The U.S. Department of Health and Human Services recently published an informative video detailing healthcare fraud during the pandemic.
In addition to the above video, the U.S. Department of Health and Human Services also produced a series of quick, 1-minute videos to build awareness of text scams targeting unsuspecting people:
These videos educate the public, but what can healthcare providers do to stop the trend in fraud?
While fraud is a difficult challenge to overcome, an article at The Future of Things points out that there are three important ways to combat the threat:
- SECURE CHECKS: Secure checks are specially created to prevent such instances of payment fraud. These checks will have been created with features such as heat-sensitive icons, intricate holograms and security coatings. The paying bank utilizing image analysis technologies are able to analyze these checks and compare them to previously cleared items to detect counterfeits, forgeries, and alterations.
- PATIENT ANALYTICS: The more information that can be efficiently gathered and stored, the more useful data like patterns and frequency of visits, as well as relationships to specific doctors, can be easily accessed to identify potential fraud behavior before damage occurs. This is also where Artificial Intelligence becomes a potent tool.

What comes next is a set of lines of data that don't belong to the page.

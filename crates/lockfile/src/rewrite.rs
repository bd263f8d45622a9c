use crate::Lockfile;
use std::{collections::HashMap, mem};

/// Request to move a descriptor onto another entry.
#[derive(Debug, Clone, PartialEq, Eq)]
pub struct Reassignment {
    /// Descriptor text as listed on the header, e.g. `left-pad@^1.0.0`.
    pub descriptor: String,
    /// Index into [`Lockfile::entries`] of the entry that should answer it.
    pub target: usize,
}

impl Lockfile {
    /// Move descriptors to other entries and drop every entry left without descriptors.
    ///
    /// Entries that neither lose nor gain a descriptor are untouched, header included.
    /// An entry that gains descriptors lists all of its descriptors sorted. Reassignments
    /// naming an unknown descriptor or entry are ignored.
    ///
    /// Returns the number of descriptors that moved.
    pub fn reassign<Reassignments>(&mut self, reassignments: Reassignments) -> usize
    where
        Reassignments: IntoIterator<Item = Reassignment>,
    {
        let entry_count = self.entries.len();
        let targets: HashMap<String, usize> = reassignments
            .into_iter()
            .filter(|reassignment| reassignment.target < entry_count)
            .map(|Reassignment { descriptor, target }| (descriptor, target))
            .collect();
        if targets.is_empty() {
            return 0;
        }

        let mut incoming = vec![Vec::new(); entry_count];
        for (index, entry) in self.entries.iter_mut().enumerate() {
            let (leaving, staying): (Vec<_>, Vec<_>) =
                mem::take(&mut entry.keys).into_iter().partition(|key| {
                    targets.get(&key.text).is_some_and(|&target| target != index)
                });
            entry.keys = staying;
            if leaving.is_empty() {
                continue;
            }
            entry.header = None;
            for key in leaving {
                let target = targets[&key.text];
                tracing::debug!(
                    target: "yarn_dedupe_lockfile::rewrite",
                    descriptor = %key.text,
                    from = %entry.raw_version,
                    "Leave entry"
                );
                incoming[target].push(key);
            }
        }

        let mut moved = 0;
        for (entry, keys) in self.entries.iter_mut().zip(incoming) {
            if keys.is_empty() {
                continue;
            }
            moved += keys.len();
            entry.keys.extend(keys);
            entry.keys.sort_by(|a, b| a.text.cmp(&b.text));
            entry.header = None;
        }

        let before = self.entries.len();
        self.entries.retain(|entry| !entry.keys.is_empty());
        tracing::info!(
            target: "yarn_dedupe_lockfile::rewrite",
            moved,
            dropped = before - self.entries.len(),
            "Reassigned descriptors"
        );
        moved
    }
}

#[cfg(test)]
mod tests {
    use super::*;
    use pretty_assertions::assert_eq;
    use text_block_macros::text_block_fnl;

    const LOCKFILE: &str = text_block_fnl! {
        "# yarn lockfile v1"
        ""
        ""
        "left-pad@^1.0.0:"
        "  version \"1.0.1\""
        "  resolved \"https://registry.yarnpkg.com/left-pad/-/left-pad-1.0.1.tgz\""
        ""
        "left-pad@^1.1.0:"
        "  version \"1.1.0\""
        "  resolved \"https://registry.yarnpkg.com/left-pad/-/left-pad-1.1.0.tgz\""
        ""
        "right-pad@^1.0.0:"
        "  version \"1.0.0\""
    };

    fn reassignment(descriptor: &str, target: usize) -> Reassignment {
        Reassignment { descriptor: descriptor.to_string(), target }
    }

    #[test]
    fn merge_onto_existing_entry() {
        let mut lockfile = Lockfile::parse(LOCKFILE).unwrap();
        let moved = lockfile.reassign([reassignment("left-pad@^1.0.0", 1)]);
        assert_eq!(moved, 1);

        let expected = text_block_fnl! {
            "# yarn lockfile v1"
            ""
            ""
            "left-pad@^1.0.0, left-pad@^1.1.0:"
            "  version \"1.1.0\""
            "  resolved \"https://registry.yarnpkg.com/left-pad/-/left-pad-1.1.0.tgz\""
            ""
            "right-pad@^1.0.0:"
            "  version \"1.0.0\""
        };
        assert_eq!(lockfile.to_string(), expected);
    }

    #[test]
    fn merge_keeps_separator_of_surviving_entry() {
        let mut lockfile = Lockfile::parse(LOCKFILE).unwrap();
        lockfile.reassign([reassignment("left-pad@^1.1.0", 0)]);

        let expected = text_block_fnl! {
            "# yarn lockfile v1"
            ""
            ""
            "left-pad@^1.0.0, left-pad@^1.1.0:"
            "  version \"1.0.1\""
            "  resolved \"https://registry.yarnpkg.com/left-pad/-/left-pad-1.0.1.tgz\""
            ""
            "right-pad@^1.0.0:"
            "  version \"1.0.0\""
        };
        assert_eq!(lockfile.to_string(), expected);
    }

    #[test]
    fn ignore_noop_and_unknown() {
        let mut lockfile = Lockfile::parse(LOCKFILE).unwrap();
        let moved = lockfile.reassign([
            reassignment("left-pad@^1.0.0", 0),
            reassignment("left-pad@^9.0.0", 1),
            reassignment("left-pad@^1.1.0", 42),
        ]);
        assert_eq!(moved, 0);
        assert_eq!(lockfile.to_string(), LOCKFILE);
    }

    #[test]
    fn keep_crlf() {
        let input = LOCKFILE.replace('\n', "\r\n");
        let mut lockfile = Lockfile::parse(&input).unwrap();
        lockfile.reassign([reassignment("left-pad@^1.0.0", 1)]);
        let output = lockfile.to_string();
        assert!(output.contains("left-pad@^1.0.0, left-pad@^1.1.0:\r\n"));
        assert!(!output.replace("\r\n", "").contains('\n'));
    }
}
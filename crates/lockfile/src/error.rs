use crate::ParseDescriptorError;
use derive_more::{Display, Error};
use miette::Diagnostic;
use node_semver::SemverError;

/// Structural defect found while parsing a lockfile.
#[derive(Debug, Display, Clone, PartialEq, Eq)]
#[non_exhaustive]
pub enum MalformedKind {
    #[display("indented line outside of any entry")]
    OrphanLine,
    #[display("entry header must end with a colon")]
    MissingColon,
    #[display("entry header is not followed by any field")]
    UnterminatedEntry,
    #[display("unterminated quote in entry header")]
    UnterminatedQuote,
    #[display("unexpected characters after a quoted descriptor")]
    TrailingCharacters,
    #[display("empty descriptor in entry header")]
    EmptyDescriptor,
    #[display("entry has no version field")]
    MissingVersion,
    #[display("descriptor {descriptor:?} was already declared at line {first_line}")]
    DuplicateDescriptor { descriptor: String, first_line: usize },
}

/// Error when parsing a [`Lockfile`](crate::Lockfile) from text.
///
/// Line numbers are 1-based.
#[derive(Debug, Display, Error, Diagnostic)]
#[non_exhaustive]
pub enum ParseLockfileError {
    #[display("Malformed lockfile at line {line}: {kind}")]
    #[diagnostic(code(yarn_dedupe_lockfile::malformed_lockfile))]
    MalformedLockfile { line: usize, kind: MalformedKind },

    #[display("Unparsable descriptor {descriptor:?} at line {line}: {error}")]
    #[diagnostic(code(yarn_dedupe_lockfile::unparsable_descriptor))]
    UnparsableDescriptor {
        line: usize,
        descriptor: String,
        #[error(source)]
        error: ParseDescriptorError,
    },

    #[display("Unparsable version {version:?} at line {line}: {error}")]
    #[diagnostic(code(yarn_dedupe_lockfile::unparsable_version))]
    UnparsableVersion {
        line: usize,
        version: String,
        #[error(source)]
        error: SemverError,
    },
}

impl ParseLockfileError {
    /// Line of the lockfile where the error was found.
    pub fn line(&self) -> usize {
        match self {
            ParseLockfileError::MalformedLockfile { line, .. }
            | ParseLockfileError::UnparsableDescriptor { line, .. }
            | ParseLockfileError::UnparsableVersion { line, .. } => *line,
        }
    }
}
use crate::{find_duplicates, DedupeError, DedupeOptions};
use yarn_dedupe_lockfile::{Lockfile, Reassignment};

/// Merge every fixable duplicate and return the new lockfile text.
///
/// Reassignments are planned and applied in passes until a pass finds nothing left to
/// move, so the result is already deduplicated under the same options. When the first
/// pass is empty, `text` is returned as is.
pub fn fix_duplicates(text: &str, options: &DedupeOptions) -> Result<String, DedupeError> {
    options.validate().map_err(DedupeError::InvalidConfiguration)?;
    let mut lockfile = Lockfile::parse(text).map_err(DedupeError::ParseLockfile)?;

    let max_passes = lockfile.entries().iter().map(|entry| entry.keys().len()).sum::<usize>() + 1;
    let mut changed = false;
    for pass in 1..=max_passes {
        let duplicates = find_duplicates(&lockfile, options);
        if duplicates.is_empty() {
            tracing::debug!(target: "yarn_dedupe::fix", pass, "Nothing left to move");
            break;
        }
        for duplicate in &duplicates {
            tracing::info!(
                target: "yarn_dedupe::fix",
                package = %duplicate.package,
                descriptor = %duplicate.descriptor,
                from = %duplicate.current,
                to = %duplicate.winner,
                "Move descriptor"
            );
        }
        let moved = lockfile.reassign(duplicates.into_iter().map(Reassignment::from));
        tracing::info!(target: "yarn_dedupe::fix", pass, moved, "Finish pass");
        if moved == 0 {
            break;
        }
        changed = true;
        if pass == max_passes {
            tracing::warn!(target: "yarn_dedupe::fix", max_passes, "Stop before reaching a fixed point");
        }
    }

    if !changed {
        return Ok(text.to_string());
    }
    Ok(lockfile.to_string())
}
use derive_more::{Display, Error};
use pipe_trait::Pipe;
use split_first_char::SplitFirstChar;
use std::{fmt, str::FromStr};

/// Name of an npm package, as used to group descriptors.
///
/// Unscoped names order before scoped ones, then by scope and name.
#[derive(Debug, Clone, PartialEq, Eq, PartialOrd, Ord, Hash)]
pub struct PkgName {
    /// Scope without the `@` prefix, e.g. `babel` for `@babel/core`.
    pub scope: Option<String>,
    /// Name without the scope.
    pub name: String,
}

/// Error when parsing [`PkgName`] from a string input.
#[derive(Debug, Display, Error, PartialEq, Eq)]
pub enum ParsePkgNameError {
    #[display("Missing name part of the scoped package")]
    MissingName,
    #[display("Scope is empty")]
    EmptyScope,
    #[display("Name is empty")]
    EmptyName,
}

impl PkgName {
    /// Parse `name` or `@scope/name`.
    pub fn parse(input: &str) -> Result<Self, ParsePkgNameError> {
        let Some((first, rest)) = input.split_first_char() else {
            return Err(ParsePkgNameError::EmptyName);
        };
        if first != '@' {
            return PkgName { scope: None, name: input.to_string() }.pipe(Ok);
        }
        match rest.split_once('/') {
            None => Err(ParsePkgNameError::MissingName),
            Some(("", _)) => Err(ParsePkgNameError::EmptyScope),
            Some((_, "")) => Err(ParsePkgNameError::MissingName),
            Some((scope, name)) => {
                PkgName { scope: Some(scope.to_string()), name: name.to_string() }.pipe(Ok)
            }
        }
    }

    /// Whether the package lives under `scope`.
    ///
    /// `scope` may be written with or without the leading `@` and trailing `/`.
    pub fn is_in_scope(&self, scope: &str) -> bool {
        let scope = scope.strip_prefix('@').unwrap_or(scope);
        let scope = scope.strip_suffix('/').unwrap_or(scope);
        self.scope.as_deref() == Some(scope)
    }
}

impl FromStr for PkgName {
    type Err = ParsePkgNameError;
    fn from_str(input: &str) -> Result<Self, Self::Err> {
        PkgName::parse(input)
    }
}

impl fmt::Display for PkgName {
    fn fmt(&self, f: &mut fmt::Formatter<'_>) -> fmt::Result {
        match &self.scope {
            Some(scope) => write!(f, "@{scope}/{}", self.name),
            None => write!(f, "{}", self.name),
        }
    }
}
use derive_more::Display;

/// Line terminator of a lockfile.
#[derive(Debug, Display, Default, Clone, Copy, PartialEq, Eq)]
pub enum LineEnding {
    #[default]
    #[display("\n")]
    Lf,
    #[display("\r\n")]
    CrLf,
}

impl LineEnding {
    /// Detect the line ending from the first line break of `text`.
    ///
    /// Text without any line break is treated as [`LineEnding::Lf`].
    pub fn detect(text: &str) -> Self {
        match text.find('\n') {
            Some(index) if text[..index].ends_with('\r') => LineEnding::CrLf,
            _ => LineEnding::Lf,
        }
    }
}

/// Formatting conventions of a lockfile that are reproduced on serialization.
#[derive(Debug, Clone, PartialEq, Eq)]
pub struct Layout {
    /// Line terminator used when joining lines.
    pub line_ending: LineEnding,
    /// Whether the last line is followed by a line terminator.
    pub trailing_newline: bool,
    /// Leading whitespace of one level of indentation inside entries.
    pub indent: String,
}

impl Default for Layout {
    fn default() -> Self {
        Layout { line_ending: LineEnding::Lf, trailing_newline: true, indent: "  ".to_string() }
    }
}

/// Split `text` into logical lines and detect its [`Layout`].
///
/// The indentation unit is left at its default, it is only known once entries are parsed.
pub(crate) fn split_lines(text: &str) -> (Vec<&str>, Layout) {
    let line_ending = LineEnding::detect(text);
    let trailing_newline = text.ends_with('\n');
    let body = text.strip_suffix('\n').unwrap_or(text);
    let lines = if text.is_empty() {
        Vec::new()
    } else {
        body.split('\n').map(|line| line.strip_suffix('\r').unwrap_or(line)).collect()
    };
    let layout = Layout { line_ending, trailing_newline, ..Layout::default() };
    (lines, layout)
}
pub mod bin;
pub mod fixtures;
use crate::Lockfile;
use std::{borrow::Cow, fmt};

impl Lockfile {
    /// Logical lines of the lockfile as they would be written, without line terminators.
    pub fn lines(&self) -> Vec<Cow<'_, str>> {
        fn borrow(line: &String) -> Cow<'_, str> {
            Cow::Borrowed(line.as_str())
        }
        let mut lines: Vec<Cow<'_, str>> = self.prelude.iter().map(borrow).collect();
        for (index, entry) in self.entries.iter().enumerate() {
            if index > 0 {
                lines.extend(entry.separator.iter().map(borrow));
            }
            lines.push(entry.header());
            lines.extend(entry.body.iter().map(borrow));
        }
        lines.extend(self.epilogue.iter().map(borrow));
        lines
    }
}

/// Serialize with the line terminator and final newline detected on parse.
impl fmt::Display for Lockfile {
    fn fmt(&self, f: &mut fmt::Formatter<'_>) -> fmt::Result {
        let line_ending = self.layout.line_ending;
        let lines = self.lines();
        for (index, line) in lines.iter().enumerate() {
            if index > 0 {
                write!(f, "{line_ending}")?;
            }
            write!(f, "{line}")?;
        }
        if self.layout.trailing_newline && !lines.is_empty() {
            write!(f, "{line_ending}")?;
        }
        Ok(())
    }
}
use chrono::{NaiveDate, NaiveDateTime, NaiveTime};
use serde::{Deserialize, Serialize};
use serde_json::{Map, Value};
use thiserror::Error;

use super::device::DeviceSettings;
use super::step::{CameraSetup, GotoManual, GotoSolar, TimedStep};

const DATE_FORMAT: &str = "%Y-%m-%d";
const TIME_FORMAT: &str = "%H:%M:%S";

pub const DEFAULT_MAX_RETRIES: u32 = 3;

/// One scheduled device session, exactly as persisted on disk.
///
/// Keys this model does not know about are carried in `extra` so that
/// rewriting a document never drops what another tool put there.
#[derive(Debug, Clone, Serialize, Deserialize, PartialEq)]
pub struct JobDocument {
    pub command: Command,
    #[serde(flatten)]
    pub extra: Map<String, Value>,
}

/// The `command` object: identity block plus the optional session steps.
///
/// An absent step deserializes to `None`, which the runner treats the same as
/// `do_action = false`.
#[derive(Debug, Clone, Serialize, Deserialize, PartialEq)]
pub struct Command {
    pub id_command: IdCommand,
    #[serde(default, skip_serializing_if = "Option::is_none")]
    pub eq_solving: Option<TimedStep>,
    #[serde(default, skip_serializing_if = "Option::is_none")]
    pub auto_focus: Option<TimedStep>,
    #[serde(default, skip_serializing_if = "Option::is_none")]
    pub infinite_focus: Option<TimedStep>,
    #[serde(default, skip_serializing_if = "Option::is_none")]
    pub calibration: Option<TimedStep>,
    #[serde(default, skip_serializing_if = "Option::is_none")]
    pub goto_solar: Option<GotoSolar>,
    #[serde(default, skip_serializing_if = "Option::is_none")]
    pub goto_manual: Option<GotoManual>,
    #[serde(default, skip_serializing_if = "Option::is_none")]
    pub setup_camera: Option<CameraSetup>,
    #[serde(default, skip_serializing_if = "Option::is_none")]
    pub setup_wide_camera: Option<CameraSetup>,
    #[serde(flatten)]
    pub extra: Map<String, Value>,
}

/// Identity, schedule and status bookkeeping of a job.
#[derive(Debug, Clone, Serialize, Deserialize, PartialEq)]
pub struct IdCommand {
    pub uuid: String,
    #[serde(default)]
    pub description: String,
    #[serde(default, skip_serializing_if = "Option::is_none")]
    pub date: Option<String>,
    #[serde(default, skip_serializing_if = "Option::is_none")]
    pub time: Option<String>,
    #[serde(default, skip_serializing_if = "Option::is_none")]
    pub process: Option<Process>,
    #[serde(default = "default_max_retries")]
    pub max_retries: u32,
    #[serde(default)]
    pub result: bool,
    #[serde(default)]
    pub message: String,
    #[serde(default)]
    pub nb_try: u32,
    #[serde(default, skip_serializing_if = "Option::is_none")]
    pub starting_date: Option<String>,
    #[serde(default, skip_serializing_if = "Option::is_none")]
    pub processed_date: Option<String>,
    #[serde(default, skip_serializing_if = "Option::is_none")]
    pub dwarf: Option<String>,
    #[serde(default, skip_serializing_if = "Option::is_none")]
    pub device_settings: Option<DeviceSettings>,
    #[serde(flatten)]
    pub extra: Map<String, Value>,
}

fn default_max_retries() -> u32 {
    DEFAULT_MAX_RETRIES
}

/// Value of the `process` field.
#[derive(Debug, Clone, Copy, Serialize, Deserialize, PartialEq, Eq)]
#[serde(rename_all = "snake_case")]
pub enum Process {
    Wait,
    Pending,
    Running,
    Done,
    Error,
}

/// Where a job document lives. Exactly one at any time.
#[derive(Debug, Clone, Copy, Serialize, Deserialize, PartialEq, Eq, Hash)]
#[serde(rename_all = "snake_case")]
pub enum JobStatus {
    Waiting,
    Running,
    Done,
    Failed,
}

impl JobStatus {
    pub const ALL: [JobStatus; 4] = [
        JobStatus::Waiting,
        JobStatus::Running,
        JobStatus::Done,
        JobStatus::Failed,
    ];

    /// Directory name of the area holding documents in this status.
    pub fn dir_name(self) -> &'static str {
        match self {
            JobStatus::Waiting => "ToDo",
            JobStatus::Running => "Current",
            JobStatus::Done => "Done",
            JobStatus::Failed => "Error",
        }
    }

    /// The `process` value written into the document on entering this status.
    pub fn process(self) -> Process {
        match self {
            JobStatus::Waiting => Process::Wait,
            JobStatus::Running => Process::Running,
            JobStatus::Done => Process::Done,
            JobStatus::Failed => Process::Error,
        }
    }
}

impl std::fmt::Display for JobStatus {
    fn fmt(&self, f: &mut std::fmt::Formatter<'_>) -> std::fmt::Result {
        match self {
            JobStatus::Waiting => write!(f, "waiting"),
            JobStatus::Running => write!(f, "running"),
            JobStatus::Done => write!(f, "done"),
            JobStatus::Failed => write!(f, "failed"),
        }
    }
}

#[derive(Debug, Error, PartialEq)]
pub enum ScheduleError {
    #[error("invalid date '{0}', expected YYYY-MM-DD")]
    Date(String),

    #[error("invalid time '{0}', expected HH:MM:SS")]
    Time(String),
}

/// Parsed schedule. A missing part falls back to the corresponding part of
/// "now" independently of the other.
#[derive(Debug, Clone, Copy, PartialEq, Eq, Default)]
pub struct Schedule {
    pub date: Option<NaiveDate>,
    pub time: Option<NaiveTime>,
}

impl Schedule {
    pub fn parse(date: Option<&str>, time: Option<&str>) -> Result<Self, ScheduleError> {
        let date = match date.map(str::trim).filter(|d| !d.is_empty()) {
            Some(d) => Some(
                NaiveDate::parse_from_str(d, DATE_FORMAT)
                    .map_err(|_| ScheduleError::Date(d.to_string()))?,
            ),
            None => None,
        };
        let time = match time.map(str::trim).filter(|t| !t.is_empty()) {
            Some(t) => Some(
                NaiveTime::parse_from_str(t, TIME_FORMAT)
                    .map_err(|_| ScheduleError::Time(t.to_string()))?,
            ),
            None => None,
        };
        Ok(Self { date, time })
    }

    /// The moment the job becomes eligible, relative to `now`.
    pub fn resolve(&self, now: NaiveDateTime) -> NaiveDateTime {
        let date = self.date.unwrap_or_else(|| now.date());
        let time = self.time.unwrap_or_else(|| now.time());
        NaiveDateTime::new(date, time)
    }

    pub fn is_due(&self, now: NaiveDateTime) -> bool {
        now >= self.resolve(now)
    }
}

impl JobDocument {
    pub fn id(&self) -> &str {
        &self.command.id_command.uuid
    }

    pub fn id_command(&self) -> &IdCommand {
        &self.command.id_command
    }

    pub fn id_command_mut(&mut self) -> &mut IdCommand {
        &mut self.command.id_command
    }

    pub fn schedule(&self) -> Result<Schedule, ScheduleError> {
        let id = &self.command.id_command;
        Schedule::parse(id.date.as_deref(), id.time.as_deref())
    }

    pub fn from_json(text: &str) -> serde_json::Result<Self> {
        serde_json::from_str(text)
    }

    pub fn to_json(&self) -> serde_json::Result<String> {
        serde_json::to_string_pretty(self)
    }
}

#[cfg(test)]
mod tests {
    use super::*;

    fn at(s: &str) -> NaiveDateTime {
        NaiveDateTime::parse_from_str(s, "%Y-%m-%d %H:%M:%S").unwrap()
    }

    const MINIMAL: &str = r#"{
        "command": {
            "id_command": {
                "uuid": "a1",
                "description": "M42",
                "date": "2025-01-01",
                "time": "10:00:00",
                "process": "wait"
            }
        }
    }"#;

    #[test]
    fn due_exactly_at_schedule() {
        let schedule = Schedule::parse(Some("2025-01-01"), Some("10:00:00")).unwrap();
        assert!(!schedule.is_due(at("2025-01-01 09:59:59")));
        assert!(schedule.is_due(at("2025-01-01 10:00:00")));
        assert!(schedule.is_due(at("2025-01-01 10:00:01")));
    }

    #[test]
    fn missing_date_means_today_at_given_time() {
        let schedule = Schedule::parse(None, Some("22:30:00")).unwrap();
        assert!(!schedule.is_due(at("2025-03-10 22:29:59")));
        assert!(schedule.is_due(at("2025-03-10 22:30:00")));
    }

    #[test]
    fn missing_schedule_is_due_now() {
        let schedule = Schedule::parse(None, Some("  ")).unwrap();
        assert!(schedule.is_due(at("2025-03-10 04:00:00")));
    }

    #[test]
    fn rejects_malformed_date() {
        let err = Schedule::parse(Some("01/02/2025"), None).unwrap_err();
        assert_eq!(err, ScheduleError::Date("01/02/2025".into()));
    }

    #[test]
    fn absent_steps_deserialize_as_none() {
        let doc = JobDocument::from_json(MINIMAL).unwrap();
        assert_eq!(doc.id(), "a1");
        assert_eq!(doc.id_command().max_retries, DEFAULT_MAX_RETRIES);
        assert_eq!(doc.id_command().process, Some(Process::Wait));
        assert!(doc.command.setup_camera.is_none());
        assert!(doc.command.goto_manual.is_none());
    }

    #[test]
    fn missing_id_command_is_rejected() {
        let err = JobDocument::from_json(r#"{"command": {"auto_focus": {"do_action": true}}}"#);
        assert!(err.is_err());
    }

    #[test]
    fn unknown_keys_survive_rewrite() {
        let text = r#"{
            "command": {
                "id_command": {"uuid": "x", "author": "me"},
                "custom_step": {"foo": 1}
            },
            "comment": "keep me"
        }"#;
        let doc = JobDocument::from_json(text).unwrap();
        let back: Value = serde_json::from_str(&doc.to_json().unwrap()).unwrap();
        assert_eq!(back["comment"], "keep me");
        assert_eq!(back["command"]["custom_step"]["foo"], 1);
        assert_eq!(back["command"]["id_command"]["author"], "me");
    }

    #[test]
    fn status_areas_and_process_values() {
        assert_eq!(JobStatus::Waiting.dir_name(), "ToDo");
        assert_eq!(JobStatus::Running.dir_name(), "Current");
        assert_eq!(JobStatus::Failed.dir_name(), "Error");
        assert_eq!(JobStatus::Failed.process(), Process::Error);
    }
}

- UPGRADE ONLINE SECURITY: With great data comes great responsibility — healthcare organizations have to protect the confidential patient details and medical records which they store online. Ensuring state of the art security and analytics — as well as staff in place to operate this tech — is absolutely crucial.
As the healthcare industry increases its adoption of new technologies, it is critical that these technologies are safe and protecting patient healthcare information (PHI) as they use the data to analyze trends that identify suspicious activities. If you are partnering with outside vendors and third party business processors, take the time to understand their processes and controls for HIPAA compliance.